[Date Prev][Date Next]
[Chronological]
[Thread]
[Top]
LDAP Access Control
Hi.
I'm new to LDAP, and I have some doubts regarding LDAP it self and ACL.
I have the following direcotry struture:
+ -- dc=example,dc=com
+ -- cn=Users,dc=example,dc=com
+ -- cn=Jonny Gogogo,cn=users,dc=example,dc=com
+ -- cn=Application 1,cn=Jonny Gogogo,cn=users,dc=example,dc=com
+ -- cn=Application 2,cn=Jonny Gogogo,cn=users,dc=example,dc=com
+ -- cn=Application 3,cn=Jonny Gogogo,cn=users,dc=example,dc=com
+ -- cn=Lara Welsh,cn=users,dc=example,dc=com
+ -- cn=Application 1,cn=Lara Welsh,cn=users,dc=example,dc=com
What I really need is that a User (Jonny Gogogo for instance) to have access
to it's entry and also it's subtree.
When A user authenticates, he gains access to this entries...

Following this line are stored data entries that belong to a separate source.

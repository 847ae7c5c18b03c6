//! Lock-free allowlist cache.
//!
//! The current [`AllowlistSnapshot`] lives behind an [`ArcSwap`]: readers do a
//! single atomic load, the sync worker publishes a freshly built snapshot with
//! a single atomic store. Readers never wait and never observe a half-built
//! set.

use std::collections::HashSet;
use std::sync::atomic::{AtomicU64, Ordering};
use std::sync::Arc;

use arc_swap::ArcSwap;

use crate::address::Address;

/// Immutable point-in-time view of the allowlist.
#[derive(Debug, Default, Clone, PartialEq, Eq)]
pub struct AllowlistSnapshot {
    members: HashSet<Address>,
}

impl AllowlistSnapshot {
    #[must_use]
    pub fn new<I: IntoIterator<Item = Address>>(members: I) -> Self {
        Self { members: members.into_iter().collect() }
    }

    #[must_use]
    pub fn contains(&self, identity: &Address) -> bool {
        self.members.contains(identity)
    }

    #[must_use]
    pub fn len(&self) -> usize {
        self.members.len()
    }

    #[must_use]
    pub fn is_empty(&self) -> bool {
        self.members.is_empty()
    }
}

/// Concurrent membership cache.
///
/// Share it as `Arc<AllowlistCache>`; the engine is the only writer.
pub struct AllowlistCache {
    current: ArcSwap<AllowlistSnapshot>,
    generation: AtomicU64,
}

impl AllowlistCache {
    /// Empty cache: `allow` is false for everything until the first update.
    #[must_use]
    pub fn new() -> Self {
        Self {
            current: ArcSwap::from_pointee(AllowlistSnapshot::default()),
            generation: AtomicU64::new(0),
        }
    }

    #[must_use]
    pub fn allow(&self, identity: &Address) -> bool {
        self.current.load().contains(identity)
    }

    /// Replace the whole allowlist. Previous members not in `identities` are dropped.
    pub fn update<I: IntoIterator<Item = Address>>(&self, identities: I) {
        let snapshot = Arc::new(AllowlistSnapshot::new(identities));
        let size = snapshot.len();
        self.current.store(snapshot);
        self.generation.fetch_add(1, Ordering::Release);
        crate::metrics::set_allowlist_size(size);
    }

    /// The snapshot currently being served.
    #[must_use]
    pub fn snapshot(&self) -> Arc<AllowlistSnapshot> {
        self.current.load_full()
    }

    #[must_use]
    pub fn len(&self) -> usize {
        self.current.load().len()
    }

    #[must_use]
    pub fn is_empty(&self) -> bool {
        self.current.load().is_empty()
    }

    /// Number of snapshots published since construction.
    #[must_use]
    pub fn generation(&self) -> u64 {
        self.generation.load(Ordering::Acquire)
    }
}

impl Default for AllowlistCache {
    fn default() -> Self {
        Self::new()
    }
}

impl std::fmt::Debug for AllowlistCache {
    fn fmt(&self, f: &mut std::fmt::Formatter<'_>) -> std::fmt::Result {
        f.debug_struct("AllowlistCache")
            .field("len", &self.len())
            .field("generation", &self.generation())
            .finish()
    }
}
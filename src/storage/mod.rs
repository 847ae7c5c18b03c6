//! Persistence for fetched allowlists, used to warm the cache on restart.

pub mod traits;
pub mod memory;
pub mod sql;

pub use traits::{AllowlistStore, StorageError};
pub use memory::MemoryAllowlistStore;
pub use sql::SqlAllowlistStore;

+ -- cn=User X,cn=users,dc=example,dc=com
+ -- cn=Application 1,cn=User X,cn=users,dc=example,dc=com
+ -- cn=Application 2,cn=User X,cn=users,dc=example,dc=com
+ -- cn=Application 3,cn=User X,cn=users,dc=example,dc=com
In order to accomplish this, I've put the following line in the slapd.conf
file:
access to dn="(.*,)?cn=users,dc=example,dc=com"
by self write
by anonymous auth
However, when I do this, the user can only access it's own entry. In other
words, When the user "Jonny Gogogo" Authenticates, he can only see the
cn=Jonny Gogogo,cn=users,dc=example,dc=com entry.
Do you guys know what I'm doing wrong.
Thank you very much your attention.
Regards,
Flavio Luiz